▶ Try it
Counting the line with "the server's own" as the last one, copy out the lines of the data exactly from the first onward.

▶ Source records

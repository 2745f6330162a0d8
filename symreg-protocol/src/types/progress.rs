//! Search progress reports

use serde::{Deserialize, Serialize};

use super::solution::SolutionInfo;

/// Snapshot of the server's search state.
///
/// Each report carries one solution recently added to the server's own
/// frontier; polling callers feed these into a local
/// [`SolutionFrontier`](super::SolutionFrontier) to accumulate the best set.
#[derive(Debug, Clone, Default, PartialEq, Serialize, Deserialize)]
pub struct SearchProgress {
    /// A solution recently added to the server's solution frontier
    pub solution: SolutionInfo,
    /// Total generations completed
    pub generations: f32,
    pub generations_per_sec: f32,
    /// Total times any equation was evaluated
    pub evaluations: f32,
    pub evaluations_per_sec: f32,
    /// Number of individuals in the current population
    pub total_population_size: i32,
}

impl SearchProgress {
    /// Tests if fields are entered and in range
    pub fn is_valid(&self) -> bool {
        self.generations >= 0.0
            && self.generations_per_sec >= 0.0
            && self.evaluations >= 0.0
            && self.evaluations_per_sec >= 0.0
            && self.total_population_size >= 0
    }

    /// Short text summary of the search progress
    pub fn summary(&self) -> String {
        let mut s = String::new();
        if !self.is_valid() {
            s.push_str("Invalid! ");
        }
        s.push_str(&format!(
            "{} generations, {} evaluations",
            self.generations, self.evaluations
        ));
        s
    }
}
//! Logging infrastructure for symreg
//!
//! Provides unified logging setup using the tracing ecosystem.

use tracing_subscriber::{
    fmt, layer::SubscriberExt, util::SubscriberInitExt, EnvFilter,
};

use crate::{paths, Result, SymregError};

/// Log output destination
#[derive(Debug, Clone, Copy, PartialEq, Eq)]
pub enum LogOutput {
    /// Log to stderr
    Stderr,
    /// Log to a file under the symreg log directory
    File,
}

/// Logging configuration
#[derive(Debug, Clone)]
pub struct LogConfig {
    /// Output destination
    pub output: LogOutput,
    /// Log level filter (e.g., "info", "symreg=debug")
    pub filter: String,
    /// Include file/line in logs
    pub file_line: bool,
    /// Optional custom log file name (defaults to "symreg.log")
    pub file_name: Option<String>,
}

impl Default for LogConfig {
    fn default() -> Self {
        Self {
            output: LogOutput::Stderr,
            filter: "info".into(),
            file_line: false,
            file_name: None,
        }
    }
}

impl LogConfig {
    /// Create config for client tools (filter from SYMREG_LOG, quiet default)
    pub fn client() -> Self {
        Self {
            output: LogOutput::Stderr,
            filter: std::env::var("SYMREG_LOG").unwrap_or_else(|_| "warn".into()),
            file_line: false,
            file_name: None,
        }
    }

    /// Create config for development (verbose stderr)
    pub fn development() -> Self {
        Self {
            output: LogOutput::Stderr,
            filter: "debug".into(),
            file_line: true,
            file_name: None,
        }
    }
}

/// Initialize logging with default configuration
///
/// Uses SYMREG_LOG env var for the filter, defaults to "info"
pub fn init_logging() -> Result<()> {
    init_logging_with_config(LogConfig {
        filter: std::env::var("SYMREG_LOG").unwrap_or_else(|_| "info".into()),
        ..LogConfig::default()
    })
}

/// Initialize logging with custom configuration
pub fn init_logging_with_config(config: LogConfig) -> Result<()> {
    let filter = EnvFilter::try_new(&config.filter)
        .map_err(|e| SymregError::config(format!("Invalid log filter: {}", e)))?;

    let fmt_layer = fmt::layer()
        .with_target(true)
        .with_file(config.file_line)
        .with_line_number(config.file_line);

    match config.output {
        LogOutput::Stderr => {
            tracing_subscriber::registry()
                .with(filter)
                .with(fmt_layer.with_writer(std::io::stderr))
                .try_init()
                .map_err(|e| SymregError::internal(format!("Failed to init logging: {}", e)))?;
        }
        LogOutput::File => {
            let log_dir = paths::log_dir();
            std::fs::create_dir_all(&log_dir)?;

            let file_name = config.file_name.as_deref().unwrap_or("symreg.log");
            let file = std::fs::OpenOptions::new()
                .create(true)
                .append(true)
                .open(log_dir.join(file_name))?;

            tracing_subscriber::registry()
                .with(filter)
                .with(fmt_layer.with_writer(file).with_ansi(false))
                .try_init()
                .map_err(|e| SymregError::internal(format!("Failed to init logging: {}", e)))?;
        }
    }

    Ok(())
}

#[cfg(test)]
mod tests {
    use super::*;

    #[test]
    fn test_log_config_defaults() {
        let config = LogConfig::default();
        assert_eq!(config.output, LogOutput::Stderr);
        assert_eq!(config.filter, "info");
        assert!(!config.file_line);
        assert!(config.file_name.is_none());
    }

    #[test]
    fn test_log_config_development() {
        let config = LogConfig::development();
        assert_eq!(config.output, LogOutput::Stderr);
        assert_eq!(config.filter, "debug");
        assert!(config.file_line);
    }

    #[test]
    fn test_log_config_client_quiet_by_default() {
        let original = std::env::var("SYMREG_LOG").ok();
        std::env::remove_var("SYMREG_LOG");

        let config = LogConfig::client();
        assert_eq!(config.filter, "warn");

        if let Some(val) = original {
            std::env::set_var("SYMREG_LOG", val);
        }
    }

    #[test]
    fn test_invalid_filter_rejected() {
        let config = LogConfig {
            filter: "not a [valid] filter!!".into(),
            ..LogConfig::default()
        };
        let result = init_logging_with_config(config);
        assert!(matches!(result, Err(SymregError::Config(_))));
    }

    #[test]
    fn test_log_config_clone() {
        let config = LogConfig {
            output: LogOutput::File,
            filter: "symreg=trace".into(),
            file_line: true,
            file_name: Some("test.log".into()),
        };
        let cloned = config.clone();
        assert_eq!(config.output, cloned.output);
        assert_eq!(config.filter, cloned.filter);
        assert_eq!(config.file_name, cloned.file_name);
    }

    // init_logging() itself is not exercised here: the tracing subscriber can
    // only be installed once per process and tests share one process.
}
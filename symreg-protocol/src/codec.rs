//! Frame codec for the search protocol
//!
//! Requests are an `i32` opcode followed by either nothing, one fixed-width
//! `i32` argument, or an `i32` length prefix and that many payload bytes.
//! Responses are either a status + message envelope (confirm commands) or a
//! single length-prefixed payload (query commands). Every integer is 32-bit
//! little-endian; there is no compression or checksum.
//!
//! Decoders work incrementally over a [`BytesMut`] read buffer: they return
//! `Ok(None)` until a complete frame is buffered, so a short read never
//! produces a partial frame.

use bytes::{Buf, BufMut, Bytes, BytesMut};

use crate::opcode::Opcode;
use crate::result::CommandResult;

/// Maximum packet size (64 MB)
pub const MAX_PACKET_SIZE: usize = 64 * 1024 * 1024;

/// Frame codec error
#[derive(Debug, thiserror::Error)]
pub enum CodecError {
    #[error("Negative packet length: {0}")]
    InvalidLength(i32),

    #[error("Packet too large: {size} bytes (max {max})")]
    PacketTooLarge { size: usize, max: usize },

    #[error("Response message is not valid UTF-8: {0}")]
    Utf8(#[from] std::string::FromUtf8Error),
}

/// Encode a no-argument request: `[opcode]`
pub fn encode_command(dst: &mut BytesMut, opcode: Opcode) {
    dst.reserve(4);
    dst.put_i32_le(opcode.as_i32());
}

/// Encode a fixed-argument request: `[opcode][value]`
pub fn encode_command_fixed(dst: &mut BytesMut, opcode: Opcode, value: i32) {
    dst.reserve(8);
    dst.put_i32_le(opcode.as_i32());
    dst.put_i32_le(value);
}

/// Encode a variable-payload request: `[opcode][length][payload]`
pub fn encode_command_packet(
    dst: &mut BytesMut,
    opcode: Opcode,
    payload: &[u8],
) -> Result<(), CodecError> {
    if payload.len() > MAX_PACKET_SIZE {
        return Err(CodecError::PacketTooLarge {
            size: payload.len(),
            max: MAX_PACKET_SIZE,
        });
    }

    dst.reserve(8 + payload.len());
    dst.put_i32_le(opcode.as_i32());
    dst.put_i32_le(payload.len() as i32);
    dst.put_slice(payload);
    Ok(())
}

/// Incremental decoder for a length-prefixed packet: `[length][payload]`
#[derive(Debug, Default)]
pub struct PacketDecoder;

impl PacketDecoder {
    pub fn new() -> Self {
        Self
    }

    /// Decode one packet, or `Ok(None)` if the buffer does not yet hold a
    /// complete frame.
    ///
    /// The length field is validated before any payload byte is consumed: a
    /// negative or oversized declared length fails immediately.
    pub fn decode(&mut self, src: &mut BytesMut) -> Result<Option<Bytes>, CodecError> {
        if src.len() < 4 {
            return Ok(None);
        }

        // Peek at the length without consuming it
        let len = i32::from_le_bytes([src[0], src[1], src[2], src[3]]);
        if len < 0 {
            return Err(CodecError::InvalidLength(len));
        }

        let len = len as usize;
        if len > MAX_PACKET_SIZE {
            return Err(CodecError::PacketTooLarge {
                size: len,
                max: MAX_PACKET_SIZE,
            });
        }

        if src.len() < 4 + len {
            src.reserve(4 + len - src.len());
            return Ok(None);
        }

        src.advance(4);
        Ok(Some(src.split_to(len).freeze()))
    }
}

/// Incremental decoder for a confirm response: `[status][msg_length][message]`
#[derive(Debug, Default)]
pub struct ResponseDecoder {
    status: Option<i32>,
    packets: PacketDecoder,
}

impl ResponseDecoder {
    pub fn new() -> Self {
        Self::default()
    }

    pub fn decode(&mut self, src: &mut BytesMut) -> Result<Option<CommandResult>, CodecError> {
        let status = match self.status {
            Some(status) => status,
            None => {
                if src.len() < 4 {
                    return Ok(None);
                }
                let status = src.get_i32_le();
                self.status = Some(status);
                status
            }
        };

        match self.packets.decode(src)? {
            None => Ok(None),
            Some(message) => {
                self.status = None;
                let message = String::from_utf8(message.to_vec())?;
                Ok(Some(CommandResult::new(status, message)))
            }
        }
    }
}
//! Blocking transport session with a search server
//!
//! One [`Connection`] owns one TCP socket. Every exchange is a complete,
//! blocking request/response round-trip; there is no pipelining and no
//! internal timeout unless one is set with
//! [`set_io_timeout`](Connection::set_io_timeout). Any I/O or framing error
//! closes the socket before the failing call returns, so after an error the
//! session is always back in the disconnected state.

use std::io::{Read, Write};
use std::net::{Shutdown, SocketAddr, TcpStream, ToSocketAddrs};
use std::time::Duration;

use bytes::{Bytes, BytesMut};
use symreg_protocol::codec::{self, PacketDecoder, ResponseDecoder};
use symreg_protocol::{CommandResult, Opcode};
use symreg_utils::{Result, SymregError};

const READ_CHUNK: usize = 4096;

/// Connection state
#[derive(Debug, Clone, Copy, PartialEq, Eq)]
pub enum ConnectionState {
    Disconnected,
    Connected,
}

/// Synchronous network session with a search server
pub struct Connection {
    stream: Option<TcpStream>,
    read_buf: BytesMut,
    last_result: CommandResult,
    io_timeout: Option<Duration>,
}

impl Connection {
    /// Create a new connection (not yet connected)
    pub fn new() -> Self {
        Self {
            stream: None,
            read_buf: BytesMut::new(),
            last_result: CommandResult::default(),
            io_timeout: None,
        }
    }

    /// Get current connection state
    pub fn state(&self) -> ConnectionState {
        if self.stream.is_some() {
            ConnectionState::Connected
        } else {
            ConnectionState::Disconnected
        }
    }

    pub fn is_connected(&self) -> bool {
        self.stream.is_some()
    }

    /// The most recent status + message received for a confirm-style
    /// exchange. Has no meaning after a pure query exchange.
    pub fn last_result(&self) -> &CommandResult {
        &self.last_result
    }

    /// Set a read/write deadline applied to the current and any future
    /// socket. `None` (the default) blocks indefinitely.
    pub fn set_io_timeout(&mut self, timeout: Option<Duration>) -> Result<()> {
        self.io_timeout = timeout;
        if let Some(stream) = &self.stream {
            stream.set_read_timeout(timeout)?;
            stream.set_write_timeout(timeout)?;
        }
        Ok(())
    }

    /// Open a connection to a search server and read its greeting.
    ///
    /// The host is resolved and each address tried in order. On success the
    /// server immediately sends one confirm envelope; it is stored as the
    /// last result and returned. Resolution failure, refusal by every
    /// address, or a failed greeting read all leave the session
    /// disconnected.
    pub fn connect(&mut self, host: &str, port: u16) -> Result<CommandResult> {
        self.disconnect();

        let addrs = (host, port).to_socket_addrs().map_err(|e| {
            SymregError::connection(format!("Failed to resolve {}:{}: {}", host, port, e))
        })?;

        let mut last_err: Option<std::io::Error> = None;
        let mut stream = None;
        for addr in addrs {
            tracing::debug!(%addr, "attempting connection");
            match TcpStream::connect(addr) {
                Ok(s) => {
                    stream = Some(s);
                    break;
                }
                Err(e) => last_err = Some(e),
            }
        }

        let stream = stream.ok_or_else(|| match last_err {
            Some(e) => {
                SymregError::connection(format!("Failed to connect to {}:{}: {}", host, port, e))
            }
            None => SymregError::connection(format!("No addresses resolved for {}:{}", host, port)),
        })?;
        stream.set_read_timeout(self.io_timeout)?;
        stream.set_write_timeout(self.io_timeout)?;
        self.stream = Some(stream);

        // the server greets every new connection with a confirm envelope
        let greeting = self.read_response()?;
        tracing::debug!(status = greeting.value, message = %greeting.message, "connected");
        Ok(greeting)
    }

    /// Close the connection. Idempotent.
    pub fn disconnect(&mut self) {
        if let Some(stream) = self.stream.take() {
            let _ = stream.shutdown(Shutdown::Both);
            tracing::debug!("disconnected");
        }
        self.read_buf.clear();
    }

    /// Address of the connected server, if any
    pub fn remote_addr(&self) -> Option<SocketAddr> {
        self.stream.as_ref().and_then(|s| s.peer_addr().ok())
    }

    /// Short description of the connection
    pub fn summary(&self) -> String {
        match self.remote_addr() {
            Some(addr) => format!("Connected to {}", addr),
            None => "Disconnected".into(),
        }
    }

    // === request/response primitives used by the command dispatcher ===

    /// Write a no-argument request: `[opcode]`
    pub(crate) fn write_command(&mut self, opcode: Opcode) -> Result<()> {
        tracing::debug!(opcode = opcode.as_i32(), "sending command");
        let mut buf = BytesMut::with_capacity(4);
        codec::encode_command(&mut buf, opcode);
        self.write_all_bytes(&buf)
    }

    /// Write a fixed-argument request: `[opcode][value]`
    pub(crate) fn write_command_fixed(&mut self, opcode: Opcode, value: i32) -> Result<()> {
        tracing::debug!(opcode = opcode.as_i32(), value, "sending command");
        let mut buf = BytesMut::with_capacity(8);
        codec::encode_command_fixed(&mut buf, opcode, value);
        self.write_all_bytes(&buf)
    }

    /// Write a variable-payload request: `[opcode][length][payload]`
    pub(crate) fn write_command_packet(&mut self, opcode: Opcode, payload: &[u8]) -> Result<()> {
        tracing::debug!(
            opcode = opcode.as_i32(),
            bytes = payload.len(),
            "sending command packet"
        );
        let mut buf = BytesMut::with_capacity(8 + payload.len());
        // an oversized payload is rejected before any byte hits the wire;
        // nothing was exchanged, so this is a local error and the session
        // stays connected
        codec::encode_command_packet(&mut buf, opcode, payload)
            .map_err(|e| SymregError::internal(e.to_string()))?;
        self.write_all_bytes(&buf)
    }

    /// Block until one length-prefixed packet has been read
    pub(crate) fn read_packet(&mut self) -> Result<Bytes> {
        let mut decoder = PacketDecoder::new();
        loop {
            match decoder.decode(&mut self.read_buf) {
                Ok(Some(packet)) => return Ok(packet),
                Ok(None) => self.fill_read_buf()?,
                Err(e) => {
                    self.disconnect();
                    return Err(SymregError::protocol(e.to_string()));
                }
            }
        }
    }

    /// Block until one status + message envelope has been read; stores it as
    /// the last result
    pub(crate) fn read_response(&mut self) -> Result<CommandResult> {
        let mut decoder = ResponseDecoder::new();
        loop {
            match decoder.decode(&mut self.read_buf) {
                Ok(Some(result)) => {
                    if !result.is_success() {
                        tracing::warn!(status = result.value, message = %result.message,
                            "server rejected command");
                    }
                    self.last_result = result.clone();
                    return Ok(result);
                }
                Ok(None) => self.fill_read_buf()?,
                Err(e) => {
                    self.disconnect();
                    return Err(SymregError::protocol(e.to_string()));
                }
            }
        }
    }

    fn write_all_bytes(&mut self, bytes: &[u8]) -> Result<()> {
        let Some(stream) = self.stream.as_mut() else {
            return Err(SymregError::NotConnected);
        };
        if let Err(e) = stream.write_all(bytes).and_then(|_| stream.flush()) {
            self.disconnect();
            return Err(e.into());
        }
        Ok(())
    }

    fn fill_read_buf(&mut self) -> Result<()> {
        let Some(stream) = self.stream.as_mut() else {
            return Err(SymregError::NotConnected);
        };
        let mut chunk = [0u8; READ_CHUNK];
        match stream.read(&mut chunk) {
            Ok(0) => {
                self.disconnect();
                Err(SymregError::ConnectionClosed)
            }
            Ok(n) => {
                self.read_buf.extend_from_slice(&chunk[..n]);
                Ok(())
            }
            Err(e) => {
                self.disconnect();
                Err(e.into())
            }
        }
    }
}

impl Default for Connection {
    fn default() -> Self {
        Self::new()
    }
}

impl std::fmt::Debug for Connection {
    fn fmt(&self, f: &mut std::fmt::Formatter<'_>) -> std::fmt::Result {
        f.debug_struct("Connection")
            .field("state", &self.state())
            .field("remote_addr", &self.remote_addr())
            .field("last_result", &self.last_result)
            .finish()
    }
}

#[cfg(test)]
mod tests {
    use super::*;
    use crate::commands::tests::{confirm_frame, spawn_server};

    #[test]
    fn test_initial_state() {
        let conn = Connection::new();
        assert_eq!(conn.state(), ConnectionState::Disconnected);
        assert!(!conn.is_connected());
        assert!(conn.last_result().is_success());
        assert_eq!(conn.summary(), "Disconnected");
    }

    #[test]
    fn test_connect_reads_greeting() {
        let (port, handle) = spawn_server(|mut sock| {
            sock.write_all(&confirm_frame(0, "welcome")).unwrap();
        });

        let mut conn = Connection::new();
        let greeting = conn.connect("127.0.0.1", port).unwrap();
        assert!(greeting.is_success());
        assert_eq!(greeting.message, "welcome");
        assert_eq!(conn.last_result(), &greeting);
        assert!(conn.is_connected());
        assert!(conn.summary().starts_with("Connected to 127.0.0.1"));

        drop(conn);
        handle.join().unwrap();
    }

    #[test]
    fn test_connect_refused() {
        // bind then drop to get a port with no listener
        let port = {
            let listener = std::net::TcpListener::bind("127.0.0.1:0").unwrap();
            listener.local_addr().unwrap().port()
        };

        let mut conn = Connection::new();
        let err = conn.connect("127.0.0.1", port).unwrap_err();
        assert!(matches!(err, SymregError::Connection(_)));
        assert!(!conn.is_connected());
    }

    #[test]
    fn test_connect_resolution_failure() {
        let mut conn = Connection::new();
        let err = conn.connect("host.invalid.", 22112).unwrap_err();
        assert!(matches!(err, SymregError::Connection(_)));
        assert!(!conn.is_connected());
    }

    #[test]
    fn test_connect_fails_when_greeting_missing() {
        let (port, handle) = spawn_server(|sock| {
            // close without greeting
            drop(sock);
        });

        let mut conn = Connection::new();
        let err = conn.connect("127.0.0.1", port).unwrap_err();
        assert!(matches!(err, SymregError::ConnectionClosed));
        assert!(!conn.is_connected());
        handle.join().unwrap();
    }

    #[test]
    fn test_disconnect_idempotent() {
        let mut conn = Connection::new();
        conn.disconnect();
        conn.disconnect();
        assert_eq!(conn.state(), ConnectionState::Disconnected);
    }

    #[test]
    fn test_write_when_disconnected() {
        let mut conn = Connection::new();
        let err = conn.write_command(Opcode::StartSearch).unwrap_err();
        assert!(matches!(err, SymregError::NotConnected));
    }

    #[test]
    fn test_oversized_payload_is_local_error_and_keeps_connection() {
        let (port, handle) = spawn_server(|mut sock| {
            sock.write_all(&confirm_frame(0, "welcome")).unwrap();
            // nothing must arrive for the rejected command
            let mut buf = [0u8; 16];
            assert_eq!(sock.read(&mut buf).unwrap(), 0);
        });

        let mut conn = Connection::new();
        conn.connect("127.0.0.1", port).unwrap();

        let payload = vec![0u8; symreg_protocol::MAX_PACKET_SIZE + 1];
        let err = conn
            .write_command_packet(Opcode::SendDataSet, &payload)
            .unwrap_err();
        assert!(matches!(err, SymregError::Internal(_)));
        assert!(!err.is_disconnecting());
        assert!(conn.is_connected());

        drop(conn);
        handle.join().unwrap();
    }

    #[test]
    fn test_set_io_timeout_before_connect() {
        let mut conn = Connection::new();
        conn.set_io_timeout(Some(Duration::from_secs(5))).unwrap();
        assert!(!conn.is_connected());
    }

    #[test]
    fn test_io_timeout_expires() {
        let (port, handle) = spawn_server(|mut sock| {
            sock.write_all(&confirm_frame(0, "hi")).unwrap();
            // then go silent until the client gives up
            let mut buf = [0u8; 16];
            let _ = sock.read(&mut buf);
        });

        let mut conn = Connection::new();
        conn.set_io_timeout(Some(Duration::from_millis(50))).unwrap();
        conn.connect("127.0.0.1", port).unwrap();

        let err = conn.read_packet().unwrap_err();
        assert!(matches!(err, SymregError::Io(_)));
        assert!(!conn.is_connected());
        handle.join().unwrap();
    }
}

▶ Final answer
repository 2745f6330162a0d8
filename symreg-protocol/src/types/progress.rs
//! Search progress reports

use serde::{Deserialize, Serialize};

use super::solution::SolutionInfo;

/// Snapshot of the server's search state.
///
/// Each report carries one solution recently added to the server's own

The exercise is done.